I think our personalities are different and for some, it might work, but for him it doesn't. He thinks he would like more of a say with things but he is an idea guy and needs to think about all of the aspects of things before making decisions. With 3 kids, sometimes we don't have luxury of time and just need to make a decision. I think he envisions having more ownership if he has to be the one making decisions. He will have to step up. It might not work for him but I'm sure he will figure it out. We will always have to work together on making decisions with the kids and he is aware of that. 
And you are right, he does feel this relationship does not make it easy for him to flourish and grow. I love him and want him to be happy, so letting go is the only thing left to do I suppose.


----------



## stillhoping01 (Aug 28, 2015)

Ynot said:


> No worries on the rambling, I do it myself! Been there done that.
> I feel for you. I know over the last few years of my marriage, we did try to discuss things. I think that our problem was again, the expectations we each had of how it was supposed to be. Instead of being open, we both became defensive and the the end result of almost every attempt at discussion became an argument, which typically ended with her saying "I am doing the best I can, if you don't like it I am leaving!" (perhaps like your husband) and me feeling even more hurt (perhaps like you). I hate to say it, but you may have reached the end of the line. The only other thing I might suggest is talking not about the specific marital issues but the larger issue of being open to change and expectations.
> Another lesson I am learning is that I really didn't know how to be truly open and in retrospect, neither did she. We each thought we were trying but our efforts were limited by our ignorance. Good luck, however it turns out, Resolving this problem one way or the other will lead to better days for all.
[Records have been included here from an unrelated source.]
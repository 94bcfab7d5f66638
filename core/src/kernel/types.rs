//! Kernel-agnostic types shared across the kernel boundary.

use serde::{Deserialize, Serialize};

/// A kernel entity address: (dimension, tag). Dimensions are 0 = point,
/// 1 = curve, 2 = surface, 3 = volume.
pub type DimTag = (i32, i32);

/// An axis-aligned bounding box.
#[derive(Debug, Clone, Copy, PartialEq, Serialize, Deserialize)]
pub struct BoundingBox {
    pub min: [f64; 3],
    pub max: [f64; 3],
}

impl BoundingBox {
    /// The empty box: union identity, contains nothing.
    pub fn empty() -> Self {
        Self {
            min: [f64::INFINITY; 3],
            max: [f64::NEG_INFINITY; 3],
        }
    }

    pub fn from_point(p: [f64; 3]) -> Self {
        Self { min: p, max: p }
    }

    pub fn from_points<'a>(points: impl IntoIterator<Item = &'a [f64; 3]>) -> Self {
        let mut bb = Self::empty();
        for p in points {
            bb.expand(*p);
        }
        bb
    }

    pub fn is_empty(&self) -> bool {
        (0..3).any(|i| self.min[i] > self.max[i])
    }

    pub fn expand(&mut self, p: [f64; 3]) {
        for i in 0..3 {
            self.min[i] = self.min[i].min(p[i]);
            self.max[i] = self.max[i].max(p[i]);
        }
    }

    pub fn union(&self, other: &Self) -> Self {
        let mut out = *self;
        out.expand(other.min);
        out.expand(other.max);
        out
    }

    /// Intersection, or `None` when the boxes are disjoint.
    pub fn intersection(&self, other: &Self) -> Option<Self> {
        let mut out = Self::empty();
        for i in 0..3 {
            out.min[i] = self.min[i].max(other.min[i]);
            out.max[i] = self.max[i].min(other.max[i]);
            if out.min[i] > out.max[i] {
                return None;
            }
        }
        Some(out)
    }

    pub fn diagonal(&self) -> f64 {
        if self.is_empty() {
            return 0.0;
        }
        (0..3)
            .map(|i| (self.max[i] - self.min[i]).powi(2))
            .sum::<f64>()
            .sqrt()
    }

    pub fn corners(&self) -> [[f64; 3]; 8] {
        let (lo, hi) = (self.min, self.max);
        [
            [lo[0], lo[1], lo[2]],
            [hi[0], lo[1], lo[2]],
            [hi[0], hi[1], lo[2]],
            [lo[0], hi[1], lo[2]],
            [lo[0], lo[1], hi[2]],
            [hi[0], lo[1], hi[2]],
            [hi[0], hi[1], hi[2]],
            [lo[0], hi[1], hi[2]],
        ]
    }

    /// Rounded signature for best-effort shape identification across a
    /// save/reload round trip.
    pub fn signature(&self) -> [i64; 6] {
        let q = |v: f64| (v * 1e6).round() as i64;
        [
            q(self.min[0]),
            q(self.min[1]),
            q(self.min[2]),
            q(self.max[0]),
            q(self.max[1]),
            q(self.max[2]),
        ]
    }
}

/// Node distribution for a transfinite (fixed-count) curve.
#[derive(Debug, Clone, Copy, PartialEq, Eq, Serialize, Deserialize)]
pub enum CurveDistribution {
    /// Geometric progression from one end; coefficient 1.0 is uniform.
    Progression,
    /// Nodes biased towards both ends.
    Bump,
}

/// Result of a boolean operation: the surviving entities plus, for each
/// input in objects-then-tools order, the entities it mapped to.
#[derive(Debug, Clone, Default)]
pub struct BooleanResult {
    pub entities: Vec<DimTag>,
    pub mapping: Vec<Vec<DimTag>>,
}

/// Preview mesh output: 1D discretization nodes and line elements.
#[derive(Debug, Clone, Default, PartialEq, Serialize, Deserialize)]
pub struct MeshData {
    pub nodes: Vec<[f64; 3]>,
    /// Indices into `nodes`, one pair per line element.
    pub lines: Vec<[usize; 2]>,
    /// Owning curve tag per line element.
    pub line_curves: Vec<i32>,
}

impl MeshData {
    pub fn is_empty(&self) -> bool {
        self.nodes.is_empty()
    }
}
//! Kernel abstraction layer for CAD geometry operations.
//!
//! This module defines the boundary between the construction engine and the
//! native geometry kernel. The engine only ever talks to [`OccKernel`], so
//! backends can be swapped without touching the orchestration layer. The
//! crate ships [`SessionKernel`], an in-process analytic bookkeeping backend
//! that tracks entities, coordinates, topology and bounding boxes and
//! performs 1D discretization; real CSG solving and surface meshing belong
//! to an external kernel behind this same trait.

pub mod types;
mod session;

#[cfg(test)]
mod tests_boolean;

pub use session::SessionKernel;
pub use types::*;

use std::path::Path;
use thiserror::Error;

/// Errors reported by a kernel backend.
#[derive(Debug, Error, Clone)]
pub enum KernelError {
    #[error("unknown entity ({0}, {1})")]
    UnknownEntity(i32, i32),

    #[error("invalid geometry: {0}")]
    InvalidGeometry(String),

    #[error("operation failed: {0}")]
    OperationFailed(String),

    #[error("file i/o failed: {0}")]
    Io(String),
}

/// Result type for kernel operations.
pub type KernelResult<T> = Result<T, KernelError>;

/// Abstract interface to the native geometry kernel.
///
/// The model behind a kernel handle is singular and mutable; exactly one
/// call path may drive it at a time (the worker serializes access). Every
/// mutation is synchronous, never deferred or batched.
pub trait OccKernel: Send {
    // === Model lifecycle ===

    /// Drop all entities and pending state.
    fn clear(&mut self) -> KernelResult<()>;

    /// Start a fresh named model.
    fn new_model(&mut self, name: &str) -> KernelResult<()>;

    /// Commit pending construction so queries see it.
    fn synchronize(&mut self) -> KernelResult<()>;

    // === Entity constructors (return the new kernel tag) ===

    fn add_point(&mut self, xyz: [f64; 3], mesh_size: f64) -> KernelResult<i32>;
    fn add_line(&mut self, start: i32, end: i32) -> KernelResult<i32>;
    fn add_circle_arc(&mut self, start: i32, center: i32, end: i32) -> KernelResult<i32>;
    fn add_ellipse_arc(&mut self, start: i32, center: i32, major: i32, end: i32)
        -> KernelResult<i32>;
    fn add_spline(&mut self, through: &[i32]) -> KernelResult<i32>;
    /// Curve tags may be negative to traverse the curve reversed.
    fn add_curve_loop(&mut self, curves: &[i32]) -> KernelResult<i32>;
    fn add_plane_surface(&mut self, loops: &[i32]) -> KernelResult<i32>;
    fn add_surface_filling(&mut self, boundary: i32) -> KernelResult<i32>;
    fn add_surface_loop(&mut self, surfaces: &[i32]) -> KernelResult<i32>;
    fn add_volume(&mut self, shells: &[i32]) -> KernelResult<i32>;
    fn add_disk(&mut self, center: [f64; 3], rx: f64, ry: f64) -> KernelResult<i32>;
    fn add_sphere(&mut self, center: [f64; 3], radius: f64) -> KernelResult<i32>;
    fn add_cone(
        &mut self,
        base: [f64; 3],
        axis: [f64; 3],
        base_radius: f64,
        top_radius: f64,
    ) -> KernelResult<i32>;
    fn add_wedge(&mut self, corner: [f64; 3], extents: [f64; 3], top_dx: f64)
        -> KernelResult<i32>;
    fn add_cylinder(&mut self, base: [f64; 3], axis: [f64; 3], radius: f64) -> KernelResult<i32>;
    fn add_torus(
        &mut self,
        center: [f64; 3],
        major_radius: f64,
        minor_radius: f64,
    ) -> KernelResult<i32>;

    // === Boolean operations ===

    fn fuse(
        &mut self,
        objects: &[DimTag],
        tools: &[DimTag],
        remove_object: bool,
        remove_tool: bool,
    ) -> KernelResult<BooleanResult>;
    fn intersect(
        &mut self,
        objects: &[DimTag],
        tools: &[DimTag],
        remove_object: bool,
        remove_tool: bool,
    ) -> KernelResult<BooleanResult>;
    fn cut(
        &mut self,
        objects: &[DimTag],
        tools: &[DimTag],
        remove_object: bool,
        remove_tool: bool,
    ) -> KernelResult<BooleanResult>;
    fn fragment(
        &mut self,
        objects: &[DimTag],
        tools: &[DimTag],
        remove_object: bool,
        remove_tool: bool,
    ) -> KernelResult<BooleanResult>;

    /// Merge entities that have become geometrically identical.
    fn remove_duplicates(&mut self) -> KernelResult<()>;

    // === Transformations ===

    fn translate(&mut self, entities: &[DimTag], offset: [f64; 3]) -> KernelResult<()>;
    fn rotate(
        &mut self,
        entities: &[DimTag],
        origin: [f64; 3],
        axis: [f64; 3],
        angle: f64,
    ) -> KernelResult<()>;
    fn dilate(
        &mut self,
        entities: &[DimTag],
        center: [f64; 3],
        factors: [f64; 3],
    ) -> KernelResult<()>;
    /// Mirror across the plane ax + by + cz + d = 0.
    fn symmetrize(&mut self, entities: &[DimTag], plane: [f64; 4]) -> KernelResult<()>;
    /// Duplicate entities (and their sub-topology); returns the new top tags.
    fn copy(&mut self, entities: &[DimTag]) -> KernelResult<Vec<DimTag>>;
    fn remove(&mut self, entities: &[DimTag], recursive: bool) -> KernelResult<()>;

    fn extrude(&mut self, entity: DimTag, offset: [f64; 3]) -> KernelResult<Vec<DimTag>>;
    fn revolve(
        &mut self,
        entity: DimTag,
        origin: [f64; 3],
        axis: [f64; 3],
        angle: f64,
    ) -> KernelResult<Vec<DimTag>>;
    fn sweep(&mut self, entity: DimTag, path: i32) -> KernelResult<Vec<DimTag>>;

    // === Topology queries ===

    /// Entities of one dimension (or all), sorted by (dim, tag).
    fn entities(&self, dim: Option<i32>) -> KernelResult<Vec<DimTag>>;
    /// First-order boundary of the given entities. A closed curve has none.
    fn boundary(&self, entities: &[DimTag]) -> KernelResult<Vec<DimTag>>;
    /// Bounding box of one entity, or of the whole model.
    fn bounding_box(&self, entity: Option<DimTag>) -> KernelResult<BoundingBox>;
    fn point_coords(&self, tag: i32) -> KernelResult<[f64; 3]>;
    fn curve_length(&self, tag: i32) -> KernelResult<f64>;

    // === Mesh controls ===

    fn set_option(&mut self, name: &str, value: f64) -> KernelResult<()>;
    fn get_option(&self, name: &str) -> f64;
    /// Target element size at the given points.
    fn set_mesh_size(&mut self, points: &[DimTag], size: f64) -> KernelResult<()>;
    /// Force a fixed node count on a curve.
    fn set_transfinite_curve(
        &mut self,
        curve: i32,
        node_count: usize,
        distribution: CurveDistribution,
        coef: f64,
    ) -> KernelResult<()>;
    fn set_visibility(&mut self, entities: &[DimTag], visible: bool, recursive: bool)
        -> KernelResult<()>;
    /// Discard mesh data from previous generation passes.
    fn clear_mesh(&mut self) -> KernelResult<()>;
    /// Mesh visible entities of the given dimension. Curves already meshed
    /// in an earlier pass keep their discretization.
    fn generate(&mut self, dim: i32) -> KernelResult<()>;
    fn mesh_data(&self) -> KernelResult<MeshData>;

    // === File I/O ===

    fn write(&self, path: &Path) -> KernelResult<()>;
    /// Load entities from a model file; returns the imported top-level
    /// dimtags. Tags are renumbered, not preserved.
    fn import_shapes(&mut self, path: &Path, highest_dim_only: bool) -> KernelResult<Vec<DimTag>>;
    /// Repair imported geometry; returns the surviving top-level dimtags.
    fn heal_shapes(&mut self) -> KernelResult<Vec<DimTag>>;
}
//! Boolean operations, the fragment finalization pass and entity removal.

use tracing::debug;

use crate::entity::{dimtags, ids_from_dimtags, EntityId, GeometryResult};
use crate::kernel::OccKernel;

use super::{BuildError, GeomEngine};

#[derive(Debug, Clone, Copy, PartialEq, Eq)]
pub enum BooleanKind {
    Intersection,
    Union,
    Difference,
    Fragments,
}

impl GeomEngine {
    /// Shared boolean path: convert both operand lists to dimtags, run the
    /// native primitive, synchronize, and hand the result back in the
    /// volumes-surfaces-curves-vertices order.
    pub fn boolean(
        &mut self,
        kind: BooleanKind,
        objects: &[GeometryResult],
        tools: &[GeometryResult],
        delete_object: bool,
        delete_tool: bool,
    ) -> Result<Vec<EntityId>, BuildError> {
        let object_ids: Vec<EntityId> = objects.iter().map(GeometryResult::entity_id).collect();
        let tool_ids: Vec<EntityId> = tools.iter().map(GeometryResult::entity_id).collect();
        let object_tags = dimtags(&object_ids)?;
        let tool_tags = dimtags(&tool_ids)?;

        let result = match kind {
            BooleanKind::Intersection => {
                self.kernel
                    .intersect(&object_tags, &tool_tags, delete_object, delete_tool)?
            }
            BooleanKind::Union => {
                self.kernel
                    .fuse(&object_tags, &tool_tags, delete_object, delete_tool)?
            }
            BooleanKind::Difference => {
                self.kernel
                    .cut(&object_tags, &tool_tags, delete_object, delete_tool)?
            }
            BooleanKind::Fragments => {
                self.kernel
                    .fragment(&object_tags, &tool_tags, delete_object, delete_tool)?
            }
        };
        self.kernel.synchronize()?;
        if delete_object || delete_tool {
            self.refresh_point_cache();
        }
        debug!(?kind, results = result.entities.len(), "boolean finished");
        Ok(ids_from_dimtags(&result.entities)?)
    }

    /// 2D union. After fusing the two regions the union is carved out of an
    /// oversized enclosing rectangle twice in succession: a single cut can
    /// leave sliver faces behind, so the second cut is required for
    /// correctness, not an optimization.
    pub fn boolean_union2d(
        &mut self,
        a: GeometryResult,
        b: GeometryResult,
    ) -> Result<Vec<EntityId>, BuildError> {
        let sa = a.as_surface().ok_or(BuildError::ExpectedSurface)?;
        let sb = b.as_surface().ok_or(BuildError::ExpectedSurface)?;

        let fused = self.boolean(
            BooleanKind::Union,
            &[GeometryResult::Entity(sa)],
            &[GeometryResult::Entity(sb)],
            true,
            true,
        )?;
        if fused.is_empty() {
            return Err(BuildError::Degenerate("2D union produced nothing".into()));
        }
        let fused: Vec<GeometryResult> =
            fused.into_iter().map(GeometryResult::Entity).collect();

        let bbox = self.bounding_box(Some(fused[0].entity_id()))?;
        let margin = bbox.diagonal().max(1.0);
        let z = bbox.min[2];
        let corner = [bbox.min[0] - margin, bbox.min[1] - margin, z];
        let du = [bbox.max[0] - bbox.min[0] + 2.0 * margin, 0.0, 0.0];
        let dv = [0.0, bbox.max[1] - bbox.min[1] + 2.0 * margin, 0.0];

        let enclosing = self.rect_surface(corner, du, dv, false)?;
        let inverse = self.boolean(
            BooleanKind::Difference,
            &[GeometryResult::Entity(enclosing)],
            &fused,
            true,
            true,
        )?;
        let inverse: Vec<GeometryResult> =
            inverse.into_iter().map(GeometryResult::Entity).collect();

        let enclosing = self.rect_surface(corner, du, dv, false)?;
        self.boolean(
            BooleanKind::Difference,
            &[GeometryResult::Entity(enclosing)],
            &inverse,
            true,
            true,
        )
    }

    /// Finalization helper: when the model holds more than one entity of
    /// its highest dimension, fragment the first against the rest (splitting
    /// at every mutual intersection) and drop duplicate results.
    pub fn apply_fragments(&mut self) -> Result<(), BuildError> {
        let Some(max_dim) = self.highest_dimension()? else {
            return Ok(());
        };
        let entities = self.kernel.entities(Some(max_dim))?;
        if entities.len() > 1 {
            debug!(dim = max_dim, count = entities.len(), "fragmenting model");
            self.kernel
                .fragment(&entities[..1], &entities[1..], true, true)?;
            self.kernel.synchronize()?;
        }
        self.kernel.remove_duplicates()?;
        self.refresh_point_cache();
        Ok(())
    }

    /// Highest dimension that currently has entities.
    pub fn highest_dimension(&self) -> Result<Option<i32>, BuildError> {
        for dim in (0..=3).rev() {
            if !self.kernel.entities(Some(dim))?.is_empty() {
                return Ok(Some(dim));
            }
        }
        Ok(None)
    }

    pub fn remove_entities(
        &mut self,
        ids: &[EntityId],
        recursive: bool,
    ) -> Result<(), BuildError> {
        let tags = dimtags(ids)?;
        self.kernel.remove(&tags, recursive)?;
        self.refresh_point_cache();
        Ok(())
    }

    /// Keep only `keep` at their common dimension: every entity at that
    /// dimension and above that is not kept is removed, walking top-down so
    /// no dangling boundary references are left behind.
    pub fn inverse_remove(&mut self, keep: &[EntityId]) -> Result<(), BuildError> {
        if keep.is_empty() {
            return Err(BuildError::Degenerate(
                "inverse removal with nothing to keep".into(),
            ));
        }
        let kept = dimtags(keep)?;
        let common_dim = kept[0].0;
        for dt in &kept[1..] {
            if dt.0 != common_dim {
                return Err(BuildError::MixedDimensions(common_dim, dt.0));
            }
        }
        for dim in ((common_dim + 1)..=3).rev() {
            let doomed = self.kernel.entities(Some(dim))?;
            if !doomed.is_empty() {
                self.kernel.remove(&doomed, false)?;
            }
        }
        let doomed: Vec<_> = self
            .kernel
            .entities(Some(common_dim))?
            .into_iter()
            .filter(|dt| !kept.contains(dt))
            .collect();
        if !doomed.is_empty() {
            self.kernel.remove(&doomed, false)?;
        }
        self.refresh_point_cache();
        Ok(())
    }
}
Expectations are a tough hurdle to overcome! We have done a lot of work on this actually. For my personality type, I can have a conversation, it can become emotional but after we have talked, once I've processed things, I don't carry lots of negative feelings. It is easy for me to move on and trust that we are just human and doing our best to be kind and love one another. For him, I think he carries a lot of feelings and doesn't get past it as easily.
I am certain neither of us is as open as we could be. I actually held onto the mantra "be open and kind" over the past 2 years as we have been working on things. It helped to come back to that in times of distress, uncomfort, etc.. But being open and kind can't change the way a person views things. That is a lesson I am learning right now. Thanks for the input.


----------



## Ynot (Aug 26, 2014)

stillhoping01 said:


> Expectations are a tough hurdle to overcome! We have done a lot of work on this actually. For my personality type, I can have a conversation, it can become emotional but after we have talked, once I've processed things, I don't carry lots of negative feelings. It is easy for me to move on and trust that we are just human and doing our best to be kind and love one another. For him, I think he carries a lot of feelings and doesn't get past it as easily.
> I am certain neither of us is as open as we could be. I actually held onto the mantra "be open and kind" over the past 2 years as we have been working on things. It helped to come back to that in times of distress, uncomfort, etc.. But being open and kind can't change the way a person views things. That is a lesson I am learning right now. Thanks for the input.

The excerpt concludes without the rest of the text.